Mark's hand stilled on her shoulder. "We should tell management. Get a different room."
"No." Emma finally looked at him. His face was familiar and yet not—the worry lines deeper, the patience worn thin. "I just watched it back. It looked tired, Mark. Like it was carrying something heavy."
The first raindrop fell, shattering the pool's glass surface. Other guests scattered toward their rooms, but neither of them moved.
"What are we carrying?" she asked, the question she'd been holding since the pathology report came back clean but the marriage hadn't.
Mark exhaled, a sound that was almost a laugh. "Everything. The fear. The relief. The way I kept living while you were sick, how guilty that made me feel. The way you came back different."

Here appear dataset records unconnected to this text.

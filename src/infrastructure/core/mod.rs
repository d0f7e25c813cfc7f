pub mod circuit_breaker;
pub mod http_client_factory;

pub use circuit_breaker::{BreakerSettings, CircuitBreaker, CircuitBreakerError};
pub use http_client_factory::HttpClientFactory;
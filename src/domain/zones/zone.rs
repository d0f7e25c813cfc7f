use crate::domain::market::candle::{Candle, SeriesKey};
use rust_decimal::Decimal;
use rust_decimal_macros::dec;
use serde::{Deserialize, Serialize};
use std::fmt;

/// Lifecycle phase of a margin zone
#[derive(Debug, Clone, Copy, PartialEq, Eq, Hash, Serialize, Deserialize)]
#[serde(rename_all = "SCREAMING_SNAKE_CASE")]
pub enum ZoneState {
    /// No active zone, waiting for an impulse candle
    Wait,
    Created,
    Entered,
    FalseBreak,
    Hold,
    ExitImpulse,
    Expired,
}

impl ZoneState {
    /// Terminal states destroy the zone and return the engine to `Wait`
    pub fn is_terminal(&self) -> bool {
        matches!(self, ZoneState::ExitImpulse | ZoneState::Expired)
    }

    /// States in which inside-bars and false breaks are tracked
    pub fn is_accumulating(&self) -> bool {
        matches!(
            self,
            ZoneState::Entered | ZoneState::FalseBreak | ZoneState::Hold
        )
    }
}

impl fmt::Display for ZoneState {
    fn fmt(&self, f: &mut fmt::Formatter<'_>) -> fmt::Result {
        match self {
            ZoneState::Wait => write!(f, "WAIT"),
            ZoneState::Created => write!(f, "CREATED"),
            ZoneState::Entered => write!(f, "ENTERED"),
            ZoneState::FalseBreak => write!(f, "FALSE_BREAK"),
            ZoneState::Hold => write!(f, "HOLD"),
            ZoneState::ExitImpulse => write!(f, "EXIT_IMPULSE"),
            ZoneState::Expired => write!(f, "EXPIRED"),
        }
    }
}

/// Tuning knobs of the zone state machine
#[derive(Debug, Clone, PartialEq, Serialize, Deserialize)]
pub struct ZoneConfig {
    pub atr_period: usize,
    /// Candle range must reach `ATR * impulse_atr_mult` to seed a zone
    pub impulse_atr_mult: Decimal,
    /// Half-width of a new zone in ATR units
    pub zone_width_atr: Decimal,
    /// Consecutive inside closes needed for `Hold`
    pub hold_bars: u32,
    /// Body must reach `avg_body * impulse_exit_body_mult` for an impulsive exit
    pub impulse_exit_body_mult: Decimal,
    pub avg_body_lookback: usize,
    /// Bars a zone may live before it expires
    pub max_zone_lifetime: u64,
}

impl Default for ZoneConfig {
    fn default() -> Self {
        Self {
            atr_period: 14,
            impulse_atr_mult: dec!(1.8),
            zone_width_atr: dec!(0.5),
            hold_bars: 5,
            impulse_exit_body_mult: dec!(1.5),
            avg_body_lookback: 20,
            max_zone_lifetime: 80,
        }
    }
}

impl ZoneConfig {
    /// Bars needed before both ATR and the body average are available
    pub fn min_history(&self) -> usize {
        (self.atr_period + 1).max(self.avg_body_lookback)
    }
}

/// A price band anchored on the midpoint of an impulse candle.
///
/// `upper - lower` is fixed at creation; a zone is replaced, never resized.
#[derive(Debug, Clone, PartialEq, Serialize, Deserialize)]
pub struct Zone {
    pub id: String,
    pub symbol: String,
    pub timeframe: String,
    pub center: Decimal,
    pub upper: Decimal,
    pub lower: Decimal,
    /// Timestamp of the impulse candle
    pub created_at: i64,
    /// Engine bar index of the impulse candle
    pub created_bar: u64,
    pub state: ZoneState,
    pub false_break_count: u32,
    pub inside_bars: u32,
}

impl Zone {
    /// Builds a zone around an impulse candle. Returns `None` when the ATR is not
    /// positive (a zero-width zone would break `lower < center < upper`).
    pub fn from_impulse(
        key: &SeriesKey,
        candle: &Candle,
        atr: Decimal,
        zone_width_atr: Decimal,
        bar_index: u64,
    ) -> Option<Self> {
        let half_width = atr * zone_width_atr;
        if half_width <= Decimal::ZERO {
            return None;
        }
        let center = candle.midpoint();

        Some(Self {
            id: format!("{}_{}_{}", key.symbol, key.timeframe, candle.timestamp),
            symbol: key.symbol.clone(),
            timeframe: key.timeframe.to_string(),
            center,
            upper: center + half_width,
            lower: center - half_width,
            created_at: candle.timestamp,
            created_bar: bar_index,
            state: ZoneState::Created,
            false_break_count: 0,
            inside_bars: 0,
        })
    }

    pub fn width(&self) -> Decimal {
        self.upper - self.lower
    }

    pub fn contains(&self, price: Decimal) -> bool {
        price >= self.lower && price <= self.upper
    }

    /// Wick pierced a boundary but the close stayed on the zone side of it
    pub fn is_false_break(&self, candle: &Candle) -> bool {
        let false_up = candle.high > self.upper && candle.close < self.upper;
        let false_down = candle.low < self.lower && candle.close > self.lower;
        false_up || false_down
    }

    /// Close beyond either boundary
    pub fn is_closed_outside(&self, candle: &Candle) -> bool {
        candle.close > self.upper || candle.close < self.lower
    }
}

/// Emitted on every zone transition
#[derive(Debug, Clone, PartialEq, Serialize, Deserialize)]
pub struct ZoneEvent {
    pub key: SeriesKey,
    pub state: ZoneState,
    /// Zone as it stands after the transition
    pub zone: Zone,
    pub bar_timestamp: i64,
}

#[cfg(test)]
mod tests {
    use super::*;
    use crate::domain::market::timeframe::Timeframe;

    fn key() -> SeriesKey {
        SeriesKey::new("BTCUSDT", Timeframe::FiveMin)
    }

    #[test]
    fn test_zone_from_impulse_candle() {
        let candle = Candle::new(1_700_000_000_000, dec!(1000), dec!(1250), dec!(990), dec!(1200));
        let zone = Zone::from_impulse(&key(), &candle, dec!(100), dec!(0.5), 42).unwrap();

        assert_eq!(zone.center, dec!(1120));
        assert_eq!(zone.upper, dec!(1170));
        assert_eq!(zone.lower, dec!(1070));
        assert_eq!(zone.width(), dec!(100));
        assert_eq!(zone.state, ZoneState::Created);
        assert_eq!(zone.created_bar, 42);
        assert_eq!(zone.id, "BTCUSDT_5_1700000000000");
    }

    #[test]
    fn test_zone_requires_positive_width() {
        let candle = Candle::new(1, dec!(10), dec!(10), dec!(10), dec!(10));
        assert!(Zone::from_impulse(&key(), &candle, Decimal::ZERO, dec!(0.5), 0).is_none());
    }

    #[test]
    fn test_false_break_detection() {
        let candle = Candle::new(1, dec!(1000), dec!(1250), dec!(990), dec!(1200));
        let zone = Zone::from_impulse(&key(), &candle, dec!(100), dec!(0.5), 0).unwrap();

        let wick_up = Candle::new(2, dec!(1100), dec!(1180), dec!(1095), dec!(1160));
        assert!(zone.is_false_break(&wick_up));

        let wick_down = Candle::new(3, dec!(1100), dec!(1110), dec!(1060), dec!(1080));
        assert!(zone.is_false_break(&wick_down));

        let breakout = Candle::new(4, dec!(1150), dec!(1200), dec!(1140), dec!(1190));
        assert!(!zone.is_false_break(&breakout));
        assert!(zone.is_closed_outside(&breakout));

        let inside = Candle::new(5, dec!(1100), dec!(1150), dec!(1090), dec!(1120));
        assert!(!zone.is_false_break(&inside));
        assert!(zone.contains(inside.close));
    }

    #[test]
    fn test_terminal_states() {
        assert!(ZoneState::ExitImpulse.is_terminal());
        assert!(ZoneState::Expired.is_terminal());
        assert!(!ZoneState::FalseBreak.is_terminal());
        assert!(!ZoneState::Hold.is_terminal());
        assert_eq!(ZoneState::FalseBreak.to_string(), "FALSE_BREAK");
    }
}
//! Volatility estimates over a trailing window.
//!
//! Both estimators are recomputed from scratch on every call (no smoothing) and
//! return `None` while history is too short. Callers treat `None` as "not ready",
//! never as zero.

use super::candle::Candle;
use rust_decimal::Decimal;

/// Default lookback for the average candle body
pub const AVG_BODY_LOOKBACK: usize = 20;

/// True range of `curr` against the previous close
pub fn true_range(curr: &Candle, prev_close: Decimal) -> Decimal {
    let hl = curr.high - curr.low;
    let hc = (curr.high - prev_close).abs();
    let lc = (curr.low - prev_close).abs();
    hl.max(hc).max(lc)
}

/// Average True Range over the last `period` bars.
///
/// Needs `period + 1` candles: every bar in the window is measured against the
/// close before it.
pub fn calculate_atr(candles: &[Candle], period: usize) -> Option<Decimal> {
    if period == 0 || candles.len() < period + 1 {
        return None;
    }

    let window = &candles[candles.len() - period - 1..];
    let sum: Decimal = window
        .windows(2)
        .map(|pair| true_range(&pair[1], pair[0].close))
        .sum();

    Some(sum / Decimal::from(period))
}

/// Mean absolute body (`|close - open|`) over the last `lookback` bars
pub fn average_body(candles: &[Candle], lookback: usize) -> Option<Decimal> {
    if lookback == 0 || candles.len() < lookback {
        return None;
    }

    let sum: Decimal = candles[candles.len() - lookback..]
        .iter()
        .map(Candle::body)
        .sum();

    Some(sum / Decimal::from(lookback))
}
//! Structured-log notifier.
//!
//! Signals and zone transitions are written as one `info!` line each with the
//! full record as JSON behind a fixed prefix, so they can be grepped out of the
//! service logs and fed to any downstream consumer.

use crate::domain::ports::SignalNotifier;
use crate::domain::signals::types::SignalContract;
use crate::domain::zones::ZoneEvent;
use anyhow::{Context, Result};
use async_trait::async_trait;
use std::sync::atomic::{AtomicU64, Ordering};
use tracing::info;

pub const SIGNAL_PREFIX: &str = "SIGNAL_JSON:";
pub const ZONE_PREFIX: &str = "ZONE_JSON:";

#[derive(Debug, Default)]
pub struct TracingNotifier {
    signals_sent: AtomicU64,
    zone_events_sent: AtomicU64,
}

impl TracingNotifier {
    pub fn new() -> Self {
        Self::default()
    }

    pub fn signals_sent(&self) -> u64 {
        self.signals_sent.load(Ordering::Relaxed)
    }

    pub fn zone_events_sent(&self) -> u64 {
        self.zone_events_sent.load(Ordering::Relaxed)
    }
}

#[async_trait]
impl SignalNotifier for TracingNotifier {
    async fn notify_signal(&self, signal: &SignalContract) -> Result<()> {
        let json = serde_json::to_string(signal).context("Failed to encode signal")?;
        info!(
            symbol = %signal.symbol,
            timeframe = %signal.timeframe,
            direction = %signal.direction,
            score = signal.score,
            confidence = %signal.confidence,
            health = %signal.data_health,
            "{}{}",
            SIGNAL_PREFIX,
            json
        );
        self.signals_sent.fetch_add(1, Ordering::Relaxed);
        Ok(())
    }

    async fn notify_zone_event(&self, event: &ZoneEvent) -> Result<()> {
        let json = serde_json::to_string(event).context("Failed to encode zone event")?;
        info!(
            key = %event.key,
            state = %event.state,
            zone = %event.zone.id,
            "{}{}",
            ZONE_PREFIX,
            json
        );
        self.zone_events_sent.fetch_add(1, Ordering::Relaxed);
        Ok(())
    }
}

Lightning cracked across the sky, illuminating the wet deck, the empty lounge chairs, his face—stripped bare in that flash of white light.
"The bear looked at me like it understood," she whispered. "Like some things you just have to walk around bearing."
He pulled her chair closer, his hand finding hers. The rain fell harder now, warm and relentless, and they stayed there as the storm broke open—two people learning how to be weathered together, learning that some wounds don't heal so much as they become part of the landscape, part of what you carry forward.